## Run config.sh script

In [None]:
# Download requirements

import subprocess

print("Running config.sh")
subprocess.run(["./config.sh"],  stdout = subprocess.DEVNULL)

print("DONE!")

## Init boto3 resources

In [None]:
import boto3
import sagemaker

sm_boto3 = boto3.client("sagemaker")

sess = sagemaker.Session()
role = sagemaker.get_execution_role()
region = sess.boto_session.region_name

bucket = sess.default_bucket()  # this could also be a hard-coded bucket name
print("Using bucket " + bucket)

In [None]:
# List S3 bucket objects

s3_boto = boto3.client("s3")
objects = s3_boto.list_objects_v2(Bucket=bucket)

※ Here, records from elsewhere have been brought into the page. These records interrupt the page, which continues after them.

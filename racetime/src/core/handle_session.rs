use crate::core::config::RaceConfig;
use crate::core::event::SessionEvent;
use crate::core::reconcile::reconcile;
use crate::core::state::RaceState;
use crate::core::state_handler::transition;
use crate::core::TimestampMs;
use crate::interfaces::monitor::{SessionSnapshot, MAX_MONITOR_UPDATE_FREQUENCY};
use crate::interfaces::store::{self, BlobStore};
use flume::{Receiver, RecvTimeoutError, Sender};
use std::time::{Duration, Instant};

/// wall_clock_ms returns the current wall-clock time in milliseconds since the epoch.
/// This is the only place the live clock is read; the core transitions always receive
/// their timestamp as a parameter.
pub fn wall_clock_ms() -> TimestampMs {
    chrono::Utc::now().timestamp_millis()
}

/// SessionRunner owns the state, applies transitions, and writes every change back to
/// the store before the next event is read. A lost final write is acceptable; a
/// half-applied transition is never persisted because transitions replace the whole
/// state value.
pub struct SessionRunner<S: BlobStore> {
    pub state: RaceState,
    store: S,
    pub print_events: bool,
    pub debug: bool,
}

impl<S: BlobStore> SessionRunner<S> {
    /// load_or_init restores the persisted session through the reconciliation function,
    /// or starts fresh from the inserted configuration. A configuration blob that
    /// differs from the embedded one is applied as a LoadConfig transition, so duration
    /// deltas and stint edits made between runs reconcile the in-flight session.
    pub fn load_or_init(store: S, config: RaceConfig, now: TimestampMs) -> SessionRunner<S> {
        let state = match store::load_state(&store) {
            Some(saved) => {
                let state = reconcile(&saved, now);
                if state.config != config {
                    transition(&state, &SessionEvent::LoadConfig { config }, now)
                } else {
                    state
                }
            }
            None => RaceState::new(config),
        };
        SessionRunner { state, store, print_events: false, debug: false }
    }

    /// dispatch applies one transition and persists the result. The configuration blob
    /// is only rewritten when the transition changed the configuration (stint edits,
    /// official-time edits, LoadConfig). Returns whether the state changed.
    pub fn dispatch(&mut self, event: &SessionEvent, now: TimestampMs) -> bool {
        let next = transition(&self.state, event, now);
        if next == self.state {
            return false;
        }

        if next.config != self.state.config {
            if let Err(e) = store::save_config(&mut self.store, &next.config) {
                println!("WARNING: Failed to save configuration: {:#}", e);
            }
        }
        if let Err(e) = store::save_state(&mut self.store, &next) {
            println!("WARNING: Failed to save race state: {:#}", e);
        }

        if self.debug {
            println!("DEBUG: Applied {}", event.type_name());
        }
        if self.print_events {
            print_changes(&self.state, &next);
        }
        self.state = next;
        true
    }

    pub fn into_state(self) -> RaceState {
        self.state
    }
}

/// print_changes reports the user-visible phase changes on the console.
fn print_changes(old: &RaceState, new: &RaceState) {
    if !old.practice_active && new.practice_active {
        println!("INFO: Practice started");
    }
    if old.practice_active && new.practice_paused && !old.practice_paused {
        println!("INFO: Practice paused");
    }
    if new.practice_active && old.practice_paused && !new.practice_paused {
        println!("INFO: Practice resumed");
    }
    if !old.practice_completed && new.practice_completed && old.practice_active {
        println!("INFO: Practice completed");
    }
    if !old.race_active && new.race_active {
        println!("INFO: Race started");
    }
    if old.race_active && new.race_paused && !old.race_paused {
        println!("INFO: Race paused");
    }
    if new.race_active && old.race_paused && !new.race_paused {
        println!("INFO: Race resumed");
    }
    if !old.race_completed && new.race_completed {
        println!("INFO: Race completed");
    }
    if new.completed_stints.len() > old.completed_stints.len() {
        if let Some(entry) = new.completed_stints.last() {
            println!(
                "INFO: Stint {} closed for {} after {}{}",
                entry.stint_number,
                entry.driver_name,
                helpers::general::format_hms(entry.actual_duration_ms),
                if entry.refuelled { " (refuelled)" } else { "" }
            );
        }
    }
    if !old.fuel_alert_active && new.fuel_alert_active {
        println!("WARNING: Fuel level below the warning threshold!");
    }
    if old.fuel_alert_active && !new.fuel_alert_active {
        println!("INFO: Fuel alert cleared");
    }
}

/// run_session drives the event loop: user events are applied as they arrive, and the
/// time-based re-evaluation fires at the tick interval whenever some sub-clock is
/// running. Snapshots are published at a bounded frequency for the display side.
/// Returns the final state once the event channel closes.
pub fn run_session<S: BlobStore>(
    mut runner: SessionRunner<S>,
    event_rx: Receiver<SessionEvent>,
    snapshot_tx: Option<&Sender<SessionSnapshot>>,
    tick_interval_ms: u64,
) -> RaceState {
    let snapshot_interval = Duration::from_secs_f64(1.0 / MAX_MONITOR_UPDATE_FREQUENCY);
    let mut last_snapshot = Instant::now() - snapshot_interval;

    loop {
        match event_rx.recv_timeout(Duration::from_millis(tick_interval_ms)) {
            Ok(event) => {
                runner.dispatch(&event, wall_clock_ms());
            }
            Err(RecvTimeoutError::Timeout) => {
                // ticks stop being issued when no timer is active on any sub-clock
                if runner.state.any_clock_running() {
                    runner.dispatch(&SessionEvent::Tick, wall_clock_ms());
                }
            }
            Err(RecvTimeoutError::Disconnected) => break,
        }

        if let Some(tx) = snapshot_tx {
            if last_snapshot.elapsed() >= snapshot_interval {
                let snapshot = SessionSnapshot::capture(&runner.state, wall_clock_ms());
                if tx.send(snapshot).is_err() {
                    break;
                }
                last_snapshot = Instant::now();
            }
        }
    }

    runner.into_state()
}
use crate::core::config::RaceConfig;
use crate::core::{DurationMs, TimestampMs};
use serde::{Deserialize, Serialize};

/// CompletedStintEntry is appended to the stint log on every driver swap and once more
/// when the race completes mid-stint. The log is append-only; entries are never mutated
/// or reordered after creation.
#[derive(Debug, Serialize, Deserialize, Clone, PartialEq)]
pub struct CompletedStintEntry {
    pub driver_id: String,
    pub driver_name: String,
    pub stint_number: u32,
    pub start_time: TimestampMs,
    pub end_time: TimestampMs,
    pub actual_duration_ms: DurationMs,
    pub planned_duration_minutes: Option<f64>,
    pub refuelled: bool,
}

/// RaceState is the single mutable entity of the timing core. Derived values (remaining
/// times, fuel level) are always recomputed from the stored timestamps and a supplied
/// "now"; no live counter is ever persisted. That choice is what makes catch-up
/// reconciliation after downtime possible.
#[derive(Debug, Serialize, Deserialize, Clone, PartialEq)]
pub struct RaceState {
    pub config: RaceConfig,

    // race clock
    pub race_active: bool,
    pub race_paused: bool,
    pub race_completed: bool,
    pub race_start_time: Option<TimestampMs>,
    pub race_finish_time: Option<TimestampMs>,
    pub race_pause_time: Option<TimestampMs>,
    pub accumulated_pause_ms: DurationMs,

    // practice clock
    pub practice_active: bool,
    pub practice_paused: bool,
    pub practice_completed: bool,
    pub practice_start_time: Option<TimestampMs>,
    pub practice_finish_time: Option<TimestampMs>,
    pub practice_pause_time: Option<TimestampMs>,
    pub practice_accumulated_pause_ms: DurationMs,

    // rotation
    pub current_stint_index: usize,
    pub current_driver_id: Option<String>,
    pub stint_start_time: Option<TimestampMs>,

    // fuel
    pub fuel_tank_start_time: Option<TimestampMs>,
    pub fuel_alert_active: bool,

    pub completed_stints: Vec<CompletedStintEntry>,
}

impl RaceState {
    /// new creates the initial state for the inserted configuration. A race without a
    /// configured practice phase behaves as if practice were already done.
    pub fn new(config: RaceConfig) -> RaceState {
        let practice_completed = !config.has_practice();
        let current_driver_id = config.stint_sequence.first().map(|e| e.driver_id.clone());

        RaceState {
            config,
            race_active: false,
            race_paused: false,
            race_completed: false,
            race_start_time: None,
            race_finish_time: None,
            race_pause_time: None,
            accumulated_pause_ms: 0,
            practice_active: false,
            practice_paused: false,
            practice_completed,
            practice_start_time: None,
            practice_finish_time: None,
            practice_pause_time: None,
            practice_accumulated_pause_ms: 0,
            current_stint_index: 0,
            current_driver_id,
            stint_start_time: None,
            fuel_tank_start_time: None,
            fuel_alert_active: false,
            completed_stints: Vec::new(),
        }
    }

    pub fn race_running(&self) -> bool {
        self.race_active && !self.race_paused
    }

    pub fn practice_running(&self) -> bool {
        self.practice_active && !self.practice_paused
    }

    /// any_clock_running reports whether the periodic tick is required at all. Paused
    /// phases need no ticks: nothing time-driven can happen while every clock is frozen.
    pub fn any_clock_running(&self) -> bool {
        self.race_running() || self.practice_running()
    }
}

/// shift_time moves a stored timestamp forward by the inserted duration, if set.
pub(crate) fn shift_time(slot: &mut Option<TimestampMs>, by: DurationMs) {
    if let Some(t) = slot.as_mut() {
        *t += by;
    }
}
/// min_to_ms converts a duration given in minutes to whole milliseconds.
pub fn min_to_ms(minutes: f64) -> i64 {
    (minutes * 60_000.0).round() as i64
}

/// format_hms formats a millisecond duration as "HH:MM:SS". Negative durations are
/// treated as zero.
pub fn format_hms(ms: i64) -> String {
    let total_secs = ms.max(0) / 1000;
    let h = total_secs / 3600;
    let m = (total_secs % 3600) / 60;
    let s = total_secs % 60;
    format!("{:02}:{:02}:{:02}", h, m, s)
}

/// format_mmss formats a millisecond duration as "MM:SS" for the shorter sub-clocks
/// (stint and fuel displays).
pub fn format_mmss(ms: i64) -> String {
    let total_secs = ms.max(0) / 1000;
    let m = total_secs / 60;
    let s = total_secs % 60;
    format!("{:02}:{:02}", m, s)
}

print("Current files in bucket")
for obj in objects['Contents']:
    print(obj['Key'])
    


In [None]:
# Download data.
import tarfile 

print("Download data")
s3_boto.download_file(bucket, "data.tar.gz", "downloaded_data.tar.gz")

print("Extractintg data")
file = tarfile.open('downloaded_data.tar.gz')
file.extractall('./')


### Create keras model and predict sample

In [None]:
# Just an example to predict
import tensorflow as tf
import os
import pickle
import numpy as np
from sentence_transformers import SentenceTransformer

categorical_encoder_folder = "./data/categorical_encoders/"

subject = "Email subject"
sender_name = "test"
sender_email = "test@booking.com"
sender_domain = "booking.com"
description = "Example desription"
sender_string = "%s (%s)"%(sender_name, sender_email)
# Step: Encode(custom TK encoder) to represent providerse
sender_name_one_hot_encoder = pickle.load(open(categorical_encoder_folder + "sender_name_one_hot_encoder.pkl", "rb"))
sender_email_one_hot_encoder = pickle.load(open(categorical_encoder_folder + "sender_email_one_hot_encoder.pkl", "rb"))
sender_domain_one_hot_encoder = pickle.load(open(categorical_encoder_folder + "sender_domain_one_hot_encoder.pkl", "rb"))
input_categorical_fea = np.concatenate([
    sender_name_one_hot_encoder.transform(np.array(sender_name).reshape(-1, 1)),
    sender_email_one_hot_encoder.transform(np.array(sender_email).reshape(-1, 1)),
    sender_domain_one_hot_encoder.transform(np.array(sender_domain).reshape(-1, 1))
], axis=1)

# Step 2: Encode pure text(using google stuff)
transformer_path = "./data/distiluse-base-multilingual-cased-v2"
transformer = SentenceTransformer(transformer_path)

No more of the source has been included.